NAME

CGI::PathInfo - A lightweight CGI processing package for using PATH_INFO like GET method form parameters

SYNOPSIS

use CGI::PathInfo;

my $path_info = CGI::PathInfo->new;
my ($form_field_value) = $path_info->param('some_field_name');

DESCRIPTION

Provides a micro-weight equivalent to the CPAN CGI.pm module that permits the use of the Apache CGI environment variable 'PATH_INFO' as a functional equivalent to the GET method 'QUERY_STRING'.

Rather than attempt to address every possible need of a CGI programmer, it provides the _minimum_ functions needed for CGI such as parameter decoding, URL encoding and decoding.

The parameters decoding interface is somewhat compatible with the CGI.pm module. No provision is made for generating HTTP or HTML on your behalf - you are expected to be conversant with how to put together any HTML or HTTP you need.

CHANGES

1.00 21 July 2000  - Initial public release.

METHODS

new;

Creates a new instance of the CGI::PathInfo object and decodes any 'PATH_INFO' parameters.

Example:

use CGI::PathInfo;

my $path_info = CGI::PathInfo->new;

The defaults are for the parameters to be seperated by '/' characters with name/value pairs linked by '-' and with leading or trailing '/' characters ignored.

Ex:

 $ENV{'PATH_INFO'} = '/yesterday-monday/tomorrow-wednesday';

 decodes to

  'yesterday' -> 'monday'

   'tomorrow' -> 'wednesday'

Values are read using the 'param' method.

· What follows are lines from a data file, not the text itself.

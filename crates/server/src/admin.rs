//! Admin endpoints. The engine re-checks the admin role on every call; the
//! routes only shape the requests.

use api_types::{
    admin::{RoleUpdate, StickerGrant},
    plan::{FeatureUpsert, PlanCreated, PlanNew, PlanStickersUpdate, PlanStickersUpdated},
};
use axum::{
    Extension, Json,
    extract::{Path, State},
    http::StatusCode,
};
use uuid::Uuid;

use crate::{ServerError, server::ServerState};

pub async fn create_plan(
    Extension(user): Extension<engine::users::Model>,
    State(state): State<ServerState>,
    Json(payload): Json<PlanNew>,
) -> Result<(StatusCode, Json<PlanCreated>), ServerError> {
    let id = state
        .engine
        .create_plan(
            &payload.name,
            payload.price_cents,
            payload.display_order,
            &user.id,
        )
        .await?;
    Ok((StatusCode::CREATED, Json(PlanCreated { id })))
}

/// Wholesale sticker redefinition; responds with the subscriber
/// propagation counts.
pub async fn set_plan_stickers(
    Extension(user): Extension<engine::users::Model>,
    State(state): State<ServerState>,
    Path(plan_id): Path<Uuid>,
    Json(payload): Json<PlanStickersUpdate>,
) -> Result<Json<PlanStickersUpdated>, ServerError> {
    let report = state
        .engine
        .redefine_plan_stickers(plan_id, &payload.sticker_ids, &user.id)
        .await?;
    Ok(Json(PlanStickersUpdated {
        affected_user_count: report.affected_users,
        failed_user_count: report.failed_users,
    }))
}

pub async fn set_plan_feature(
    Extension(user): Extension<engine::users::Model>,
    State(state): State<ServerState>,
    Path(plan_id): Path<Uuid>,
    Json(payload): Json<FeatureUpsert>,
) -> Result<StatusCode, ServerError> {
    state
        .engine
        .set_plan_feature(
            plan_id,
            &payload.key,
            &payload.value,
            payload.label.as_deref(),
            payload.sort_order,
            &user.id,
        )
        .await?;
    Ok(StatusCode::NO_CONTENT)
}

pub async fn grant_sticker(
    Extension(user): Extension<engine::users::Model>,
    State(state): State<ServerState>,
    Path(target_user_id): Path<String>,
    Json(payload): Json<StickerGrant>,
) -> Result<StatusCode, ServerError> {
    state
        .engine
        .grant_user_sticker(&target_user_id, &payload.sticker_id, &user.id)
        .await?;
    Ok(StatusCode::NO_CONTENT)
}

pub async fn revoke_sticker(
    Extension(user): Extension<engine::users::Model>,
    State(state): State<ServerState>,
    Path((target_user_id, sticker_id)): Path<(String, String)>,
) -> Result<StatusCode, ServerError> {
    state
        .engine
        .revoke_user_sticker(&target_user_id, &sticker_id, &user.id)
        .await?;
    Ok(StatusCode::NO_CONTENT)
}

pub async fn delete_user(
    Extension(user): Extension<engine::users::Model>,
    State(state): State<ServerState>,
    Path(target_user_id): Path<String>,
) -> Result<StatusCode, ServerError> {
    state
        .engine
        .delete_user(&target_user_id, &user.id)
        .await?;
    Ok(StatusCode::NO_CONTENT)
}

pub async fn set_role(
    Extension(user): Extension<engine::users::Model>,
    State(state): State<ServerState>,
    Path(target_user_id): Path<String>,
    Json(payload): Json<RoleUpdate>,
) -> Result<StatusCode, ServerError> {
    let role = engine::Role::try_from(payload.role.as_str())?;
    state
        .engine
        .set_role(&target_user_id, role, &user.id)
        .await?;
    Ok(StatusCode::NO_CONTENT)
}
use sea_orm_migration::prelude::*;

use crate::m20240112_103000_users::Users;

#[derive(DeriveMigrationName)]
pub struct Migration;

#[derive(Iden)]
enum Sessions {
    Table,
    Token,
    UserId,
    CreatedAt,
}

#[async_trait::async_trait]
impl MigrationTrait for Migration {
    async fn up(&self, manager: &SchemaManager) -> Result<(), DbErr> {
        manager
            .create_table(
                Table::create()
                    .table(Sessions::Table)
                    .if_not_exists()
                    .col(
                        ColumnDef::new(Sessions::Token)
                            .string()
                            .not_null()
                            .primary_key(),
                    )
                    .col(ColumnDef::new(Sessions::UserId).string().not_null())
                    .col(ColumnDef::new(Sessions::CreatedAt).timestamp().not_null())
                    .foreign_key(
                        ForeignKey::create()
                            .name("fk-sessions-user_id")
                            .from(Sessions::Table, Sessions::UserId)
                            .to(Users::Table, Users::Id)
                            .on_delete(ForeignKeyAction::Cascade),
                    )
                    .to_owned(),
            )
            .await?;

        manager
            .create_index(
                Index::create()
                    .name("idx-sessions-user_id")
                    .table(Sessions::Table)
                    .col(Sessions::UserId)
                    .to_owned(),
            )
            .await?;

        Ok(())
    }

    async fn down(&self, manager: &SchemaManager) -> Result<(), DbErr> {
        manager
            .drop_table(Table::drop().table(Sessions::Table).to_owned())
            .await?;
        Ok(())
    }
}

Any of the defaults may be overridden by specifying them in the invokation of 'new'.

Example:

my $path_info = CGI::PathInfo->new({  Eq => '=',
                                    SplitOn => '&',
              });

It is probably a Bad Idea (tm) to set the Eq or SplitOn values to a letter or a number (A-Za-z0-9) unless you are a wizard at encodings.

The defaults were chosen to maximize the likelyhood that CGI backed URLs will be crawled by search engines and that MSIE won't try something stupid because of a '.tla' on a URL.

param([$fieldname]);

Called as $path_info->param(); it returns the list of all defined parameter fields in the same order they appear in the data in PATH_INFO.

Called as $path_info->param($fieldname); it returns the value (or array of values for multiple occurances of the same field name) assigned to that $fieldname. If there is more than one value, the values are returned in the same order they appeared in the data from user agent. If called in a scalar context when several values are present for specified parameter, the *first* value will be returned.

Examples:

my (@form_fields) = $path_info->param;

my (@multi_pick_field) = $path_info->param('pick_field_name');

my ($form_field_value) = $path_info->param('some_field_name');

You can also use the param method to set param values to new values. These values will be returned by this CGI::PathInfo object as if they had been found in the originally processed PATH_INFO data. This will not affect a seperately created instance of CGI::PathInfo.

Examples:

$path_info->param( 'name' => 'Joe Shmoe' );

$path_info->param({ 'name' => 'Joe Shmoe', 'birth_date' => '06/25/1966' });

$path_info->param({ 'pick_list' => ['01','05','07'] });
calling_parms_table;

Returns a formatted HTML table containing all the PATH_INFO parameters for debugging purposes

Example:

print $path_info->calling_parms_table;
url_encode($string);

Returns a URL encoding of the input string. Anything except 0-9a-zA-Z is escaped to %xx form.

The idea is to reserve all other characters for potential use as parameter or key/value seperators.

Example:

my $url_encoded_string = $path_info->url_encode($string);
url_decode($string);

Returns URL *decoding* of input string (%xx substitutions are decoded to their actual values).

Example:

my $url_decoded_string = $path_info->url_decode($string);

BUGS

None known.

TODO

Who knows?

AUTHORS

Benjamin Franz <snowhare@nihongo.org>

VERSION

Version 1.00 22 July 2000

COPYRIGHT

Copyright (c) Benjamin Franz and FreeRun Technologies July 2000. All rights reserved.

This program is free software; you can redistribute it
and/or modify it under the same terms as Perl itself.